• 模拟退火算法


    1. 概念

    模拟退火算法(Simulated Annealing)是一种元启发式优化算法,通常用于解决组合优化问题,如旅行商问题、排课问题等。该算法的名称源于固体物质退火过程中的晶格结构变化。模拟退火算法模拟了晶体在高温下随机摆动、然后逐渐冷却以实现结晶过程的特点。
    模拟退火算法的核心思想是通过在解空间中随机搜索,逐渐减小温度,以便在搜索过程中逐渐收敛到更优的解。算法允许在搜索过程中接受劣质解的概率,以避免陷入局部最优解。

    虽然模拟退火算法不保证找到全局最优解,但它通常能够在合理的时间内找到较好的解决方案。它的性能受到参数设置、冷却计划和邻域搜索策略的影响,需要根据具体问题进行调优。这一算法在许多组合优化问题上都表现出色。

    2. 基本步骤

    1. 初始化:随机生成或者通过某种启发式方法产生一个初始解,这通常是问题的一个潜在解决方案。

    2. 冷却计划:定义一个温度下降的计划,以模拟冷却过程。通常,温度会从高到低逐渐降低。

    3. 迭代:在每个温度下,进行一定数量的迭代,每次迭代中,对当前解进行小的随机扰动,产生一个邻域解。
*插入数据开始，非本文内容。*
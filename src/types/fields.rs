// SPDX-FileCopyrightText: 2025 Semiotic AI, Inc.
//
// SPDX-License-Identifier: Apache-2.0

//! User-editable transaction draft fields
//!
//! Every field keeps two views: `raw`, exactly what the user typed (or what is
//! shown back to them), and `value`, the parsed form the transaction is built from.

use std::str::FromStr;

use alloy_primitives::{hex, Address, Bytes};
use serde::{Deserialize, Serialize};

use crate::TokenAmount;

/// An amount field: the typed decimal string and its rebased integer
///
/// `value` is always the integer representation of `raw` at the decimal
/// precision of the *current* unit, or `None` when `raw` is not a valid
/// non-negative number. Build it with [`rebase_user_input`](crate::rebase_user_input)
/// so the two views cannot drift apart.
#[derive(Debug, Clone, Default, PartialEq, Eq, Serialize, Deserialize)]
pub struct AmountField {
    /// User-visible decimal string, preserved byte-for-byte
    pub raw: String,
    /// Rebased integer amount in the unit's smallest denomination
    pub value: Option<TokenAmount>,
}

impl AmountField {
    /// Create an amount field from both views
    pub fn new(raw: impl Into<String>, value: Option<TokenAmount>) -> Self {
        Self {
            raw: raw.into(),
            value,
        }
    }

    /// Amount field for "nothing moves": empty text, zero amount
    pub fn zero() -> Self {
        Self {
            raw: String::new(),
            value: Some(TokenAmount::ZERO),
        }
    }

    /// The rebased amount, or zero when the input is not a valid number
    pub fn amount_or_zero(&self) -> TokenAmount {
        self.value.unwrap_or(TokenAmount::ZERO)
    }
}

/// An address field: the typed text and the address it parses to
#[derive(Debug, Clone, Default, PartialEq, Eq, Serialize, Deserialize)]
pub struct AddressField {
    /// User-visible address text (may be empty or partial while editing)
    pub raw: String,
    /// Parsed address, `None` while `raw` is not a valid address
    pub value: Option<Address>,
}

impl AddressField {
    /// Parse user text into an address field
    ///
    /// # Examples
    ///
    /// ```
    /// use alloy_primitives::address;
    /// use unitswap::AddressField;
    ///
    /// let field = AddressField::parse("0x1111111111111111111111111111111111111111");
    /// assert_eq!(field.value, Some(address!("1111111111111111111111111111111111111111")));
    ///
    /// let partial = AddressField::parse("0x11");
    /// assert_eq!(partial.value, None);
    /// ```
    pub fn parse(raw: impl Into<String>) -> Self {
        let raw = raw.into();
        let value = Address::from_str(raw.trim()).ok();
        Self { raw, value }
    }

    /// Field holding an address that was set programmatically (empty text)
    pub fn from_address(address: Address) -> Self {
        Self {
            raw: String::new(),
            value: Some(address),
        }
    }
}

/// Call data field: the hex rendering and the bytes
#[derive(Debug, Clone, Default, PartialEq, Eq, Serialize, Deserialize)]
pub struct DataField {
    /// `0x`-prefixed hex of `value`
    pub raw: String,
    /// Call data bytes
    pub value: Bytes,
}

impl DataField {
    /// Whether the field carries no call data
    pub fn is_empty(&self) -> bool {
        self.value.is_empty()
    }
}

impl From<Bytes> for DataField {
    fn from(value: Bytes) -> Self {
        Self {
            raw: hex::encode_prefixed(&value),
            value,
        }
    }
}

#[cfg(test)]
mod tests {
    use super::*;
    use alloy_primitives::{address, U256};

    #[test]
    fn test_address_field_parse_valid() {
        let field = AddressField::parse("0x2222222222222222222222222222222222222222");
        assert_eq!(
            field.value,
            Some(address!("2222222222222222222222222222222222222222"))
        );
        assert_eq!(field.raw, "0x2222222222222222222222222222222222222222");
    }

    #[test]
    fn test_address_field_parse_keeps_invalid_text() {
        let field = AddressField::parse("not an address");
        assert_eq!(field.raw, "not an address");
        assert_eq!(field.value, None);
    }

    #[test]
    fn test_address_field_from_address_has_empty_raw() {
        let addr = address!("3333333333333333333333333333333333333333");
        let field = AddressField::from_address(addr);
        assert!(field.raw.is_empty());
        assert_eq!(field.value, Some(addr));
    }

    #[test]
    fn test_data_field_hex_rendering() {
        let field = DataField::from(Bytes::from(vec![0xa9, 0x05, 0x9c, 0xbb]));
        assert_eq!(field.raw, "0xa9059cbb");
        assert!(!field.is_empty());
        assert!(DataField::default().is_empty());
    }

    #[test]
    fn test_amount_or_zero() {
        assert_eq!(AmountField::new("abc", None).amount_or_zero(), TokenAmount::ZERO);
        let field = AmountField::new("7", Some(TokenAmount::new(U256::from(7u64))));
        assert_eq!(field.amount_or_zero(), TokenAmount::from(7u64));
    }
}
    4. 接受或拒绝邻域解:根据一定的概率策略,决定是否接受邻域解。通常,如果邻域解更好(即更小)或在一定概率内,会接受邻域解,否则拒绝。

    5. 降温:根据冷却计划,降低温度。

    6. 终止条件:根据一定的终止条件,例如达到最大迭代次数或温度降低到阈值以下,决定是否终止算法。

    7. 返回最佳解:返回在搜索过程中找到的最佳解。

    3. 使用模拟退火解决实际问题

    3.1 求解0-1背包问题

    0-1背包问题是经典的组合优化问题,目标是在给定背包容量下选择一组物品,使得它们的总价值最大,同时不超过背包的容量。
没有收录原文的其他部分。